» **WORK TO BE COMPLETED**
Repeat the records. Leave nothing out.
Top of RECORDS SHOWN
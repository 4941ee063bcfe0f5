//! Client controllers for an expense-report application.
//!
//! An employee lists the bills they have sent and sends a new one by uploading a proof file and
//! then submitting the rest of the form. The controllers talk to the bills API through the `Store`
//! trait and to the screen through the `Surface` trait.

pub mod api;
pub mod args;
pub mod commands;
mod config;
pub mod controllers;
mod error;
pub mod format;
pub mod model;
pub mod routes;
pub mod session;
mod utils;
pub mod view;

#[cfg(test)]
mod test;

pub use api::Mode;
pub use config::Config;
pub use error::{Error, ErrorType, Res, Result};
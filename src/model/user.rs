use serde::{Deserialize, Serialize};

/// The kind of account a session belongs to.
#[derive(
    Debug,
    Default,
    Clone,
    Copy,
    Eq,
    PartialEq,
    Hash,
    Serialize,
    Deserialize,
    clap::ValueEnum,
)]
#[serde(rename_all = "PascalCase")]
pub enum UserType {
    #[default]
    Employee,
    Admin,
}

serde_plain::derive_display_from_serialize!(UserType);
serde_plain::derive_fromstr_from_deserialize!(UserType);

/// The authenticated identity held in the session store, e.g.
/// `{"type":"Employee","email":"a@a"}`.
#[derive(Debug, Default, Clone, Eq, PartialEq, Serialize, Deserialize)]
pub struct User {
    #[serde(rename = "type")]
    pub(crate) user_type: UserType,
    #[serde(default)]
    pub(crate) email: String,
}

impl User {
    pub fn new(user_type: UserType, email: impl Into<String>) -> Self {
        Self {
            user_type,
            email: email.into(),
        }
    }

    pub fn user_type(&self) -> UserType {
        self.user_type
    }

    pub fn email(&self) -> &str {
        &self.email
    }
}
Bottom of RECORDS SHOWN
» **YOUR RESPONSE**
repository 4941ee063bcfe0f5
//! Client controllers for an expense-report application.
//!
//! An employee lists the bills they have sent and sends a new one by uploading a proof file and
//! then submitting the rest of the form. The controllers talk to the bills API through the `Store`
//! trait and to the screen through the `Surface` trait.

pub mod api;
pub mod args;
pub mod commands;
mod config;
pub mod controllers;
mod error;
pub mod format;
pub mod model;
pub mod routes;
pub mod session;
mod utils;
pub mod view;

#[cfg(test)]
mod test;

pub use api::Mode;
pub use config::Config;
pub use error::{Error, ErrorType, Res, Result};
filename src/model/user.rs
use serde::{Deserialize, Serialize};

/// The kind of account a session belongs to.
#[derive(
    Debug,
    Default,
    Clone,
    Copy,
    Eq,
    PartialEq,
    Hash,
    Serialize,
    Deserialize,
    clap::ValueEnum,
)]
#[serde(rename_all = "PascalCase")]
pub enum UserType {
    #[default]
    Employee,
    Admin,
}

serde_plain::derive_display_from_serialize!(UserType);
serde_plain::derive_fromstr_from_deserialize!(UserType);

/// The authenticated identity held in the session store, e.g.
/// `{"type":"Employee","email":"a@a"}`.
#[derive(Debug, Default, Clone, Eq, PartialEq, Serialize, Deserialize)]
pub struct User {
    #[serde(rename = "type")]
    pub(crate) user_type: UserType,
    #[serde(default)]
    pub(crate) email: String,
}

impl User {
    pub fn new(user_type: UserType, email: impl Into<String>) -> Self {
        Self {
            user_type,
            email: email.into(),
        }
    }

    pub fn user_type(&self) -> UserType {
        self.user_type
    }

    pub fn email(&self) -> &str {
        &self.email
    }
}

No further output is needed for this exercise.